**AIM OF THE TASK:** Where the line containing "let frame = GrayImage::from_pixel(200, 200, Luma([230]));" appears, start copying; continue through the last line below and copy nothing else.

[Stored data]
***

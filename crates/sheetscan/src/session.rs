//! Review & correction state machine.
//!
//! A [`ScanSession`] owns everything one capture-to-save cycle touches:
//! the retained raw buffer, the canonical resample, the current
//! sensitivity threshold, the current detection, and the identity lock.
//! Sessions are independent — concurrent operators never share state.
//!
//! ```text
//! Capture --process_capture--> Review --save--> Saved
//!    ^                           |
//!    +---------- retake --------+
//! ```
//!
//! Correctness verdicts are advisory only: they compare the current
//! answers against the resolved answer key for the operator's benefit and
//! have zero effect on what gets persisted.

use std::collections::BTreeMap;

use crate::acquire::PixelBuffer;
use crate::detect::{self, DetectionResult, DEFAULT_THRESHOLD};
use crate::error::{LayoutError, SaveError, SessionError};
use crate::identity::IdentityPayload;
use crate::keys::{AnswerKey, IdentityLock, IdentityOutcome, KeyProvider};
use crate::layout::{self, SubjectSpec};
use crate::normalize::{self, CanonicalBuffer};

/// Session lifecycle state.
#[derive(Debug, Clone, Copy, PartialEq, Eq)]
pub enum ScanState {
    /// Acquiring or awaiting input; no detection exists.
    Capture,
    /// A detection exists and is open for operator correction.
    Review,
    /// Terminal: the result was handed to the persistence collaborator.
    Saved,
}

/// Advisory correctness category for one question.
#[derive(Debug, Clone, Copy, PartialEq, Eq)]
pub enum Verdict {
    Correct,
    Incorrect,
    /// No answer key available for this question.
    Unknown,
}

/// How a persisted result was produced.
#[derive(Debug, Clone, Copy, PartialEq, Eq, serde::Serialize, serde::Deserialize)]
#[serde(rename_all = "snake_case")]
pub enum ResultSource {
    /// Produced by this scanning pipeline (operator edits included).
    Scanned,
    /// Entered by hand in the score-entry UI (outside this crate).
    Manual,
}

/// The finalized record handed to the persistence collaborator.
#[derive(Debug, Clone, serde::Serialize)]
pub struct ScanRecord {
    pub exam_id: String,
    pub student_id: String,
    #[serde(skip_serializing_if = "Option::is_none")]
    pub variant_id: Option<String>,
    pub answers: detect::AnswerMap,
    pub source: ResultSource,
}

/// Persistence collaborator. Called exactly once per successful save;
/// an error blocks the transition and nothing is partially persisted.
pub trait ResultSink {
    fn save_scan(&mut self, record: &ScanRecord) -> Result<(), SaveError>;
}

/// One capture-review-save cycle.
pub struct ScanSession {
    subjects: Vec<SubjectSpec>,
    threshold: u8,
    raw: Option<PixelBuffer>,
    canonical: Option<CanonicalBuffer>,
    detection: Option<DetectionResult>,
    identity: IdentityLock,
    static_key: Option<AnswerKey>,
    state: ScanState,
}
//! Identity payload wire codec and QR decoding.
//!
//! Each printed sheet carries a QR code in the header encoding a compact
//! JSON object: `{"exam_id": "...", "student_id": "...", "variant_id":
//! "..."}` with `variant_id` optional. Decoding tries both polarities —
//! print and lighting conditions can invert the perceived contrast of
//! the printed code.
//!
//! A frame with no recognizable payload is a *miss* (`None`), not an
//! error; the continuous scan loop simply moves on to the next frame.
//! Acceptance policy (exam mismatch, idempotent locking, key fetching)
//! lives with the caller in [`crate::keys::IdentityLock`].

use image::GrayImage;

/// Decoded sheet identity. Read-only once produced; session-scoped.
#[derive(Debug, Clone, PartialEq, Eq, serde::Serialize, serde::Deserialize)]
pub struct IdentityPayload {
    pub exam_id: String,
    pub student_id: String,
    #[serde(default, skip_serializing_if = "Option::is_none")]
    pub variant_id: Option<String>,
}

/// Wire-side view with every field optional, so a structurally valid
/// payload missing a required field parses and is then rejected as a
/// non-match instead of surfacing a JSON error.
#[derive(Debug, serde::Deserialize)]
struct WirePayload {
    #[serde(default)]
    exam_id: Option<String>,
    #[serde(default)]
    student_id: Option<String>,
    #[serde(default)]
    variant_id: Option<String>,
}

/// Encode a payload into the wire text printed into the sheet's QR code.
pub fn encode_payload(payload: &IdentityPayload) -> String {
    serde_json::to_string(payload).expect("identity payload always serializes")
}

/// Parse wire text into a payload.
///
/// Returns `None` for non-JSON content or a payload lacking `exam_id` or
/// `student_id` — both are non-matches, not errors.
pub fn parse_payload(text: &str) -> Option<IdentityPayload> {
    let wire: WirePayload = serde_json::from_str(text).ok()?;
    Some(IdentityPayload {
        exam_id: wire.exam_id?,
        student_id: wire.student_id?,
        variant_id: wire.variant_id,
    })
}

/// Decode the identity QR from a grayscale frame.
///
/// Tries normal polarity first, then inverted. Returns the first grid
/// whose content parses into a complete payload.
pub fn decode_identity(gray: &GrayImage) -> Option<IdentityPayload> {
    decode_polarity(gray, false).or_else(|| {
        tracing::trace!("normal polarity missed; trying inverted");
        decode_polarity(gray, true)
    })
}

fn decode_polarity(gray: &GrayImage, inverted: bool) -> Option<IdentityPayload> {
    let (w, h) = gray.dimensions();
    if w == 0 || h == 0 {
        return None;
    }
    let mut prepared = rqrr::PreparedImage::prepare_from_greyscale(w as usize, h as usize, |x, y| {
        let v = gray.get_pixel(x as u32, y as u32)[0];
        if inverted {
            255 - v
        } else {
            v
        }
    });
    for grid in prepared.detect_grids() {
        let Ok((_, content)) = grid.decode() else {
            continue;
        };
        if let Some(payload) = parse_payload(&content) {
            return Some(payload);
        }
        tracing::debug!("QR decoded but content is not an identity payload");
    }
    None
}

#[cfg(test)]
mod tests {
    use super::*;
    use crate::test_utils::paint_qr;
    use image::{GrayImage, Luma};

    fn payload() -> IdentityPayload {
        IdentityPayload {
            exam_id: "E1".into(),
            student_id: "S1".into(),
            variant_id: Some("V1".into()),
        }
    }

    fn qr_frame(text: &str, dark: u8, light: u8) -> GrayImage {
        let mut img = GrayImage::from_pixel(400, 400, Luma([light]));
        paint_qr(&mut img, text, (60, 60), 8, dark, light);
        img
    }

    #[test]
    fn wire_round_trip() {
        let original = payload();
        let text = encode_payload(&original);
        assert_eq!(parse_payload(&text), Some(original));
    }

    #[test]
    fn wire_omits_absent_variant() {
        let text = encode_payload(&IdentityPayload {
            exam_id: "E1".into(),
            student_id: "S1".into(),
            variant_id: None,
        });
        assert!(!text.contains("variant_id"));
        assert_eq!(parse_payload(&text).unwrap().variant_id, None);
    }

    #[test]
    fn missing_required_field_is_a_non_match() {
        assert!(parse_payload(r#"{"exam_id":"E1"}"#).is_none());
        assert!(parse_payload(r#"{"student_id":"S1","variant_id":"V1"}"#).is_none());
        assert!(parse_payload("not json at all").is_none());
    }

    #[test]
    fn decodes_printed_qr_normal_polarity() {
        let frame = qr_frame(&encode_payload(&payload()), 20, 235);
        assert_eq!(decode_identity(&frame), Some(payload()));
    }

    #[test]
    fn decodes_printed_qr_inverted_polarity() {
        // Dark modules painted light and vice versa; only the inverted
        // pass can read this.
        let frame = qr_frame(&encode_payload(&payload()), 235, 20);
        assert_eq!(decode_identity(&frame), Some(payload()));
    }

    #[test]
    fn blank_frame_is_a_miss() {
        let frame = GrayImage::from_pixel(200, 200, Luma([230]));
        assert_eq!(decode_identity(&frame), None);
    }

    #[test]
    fn qr_with_foreign_content_is_a_miss() {
        let frame = qr_frame("https://example.com/not-an-identity", 20, 235);
        assert_eq!(decode_identity(&frame), None);
    }
}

***

**EXPECTED ANSWER:**
        let frame = GrayImage::from_pixel(200, 200, Luma([230]));
        assert_eq!(decode_identity(&frame), None);
    }

    #[test]
    fn qr_with_foreign_content_is_a_miss() {
        let frame = qr_frame("https://example.com/not-an-identity", 20, 235);
        assert_eq!(decode_identity(&frame), None);
    }
}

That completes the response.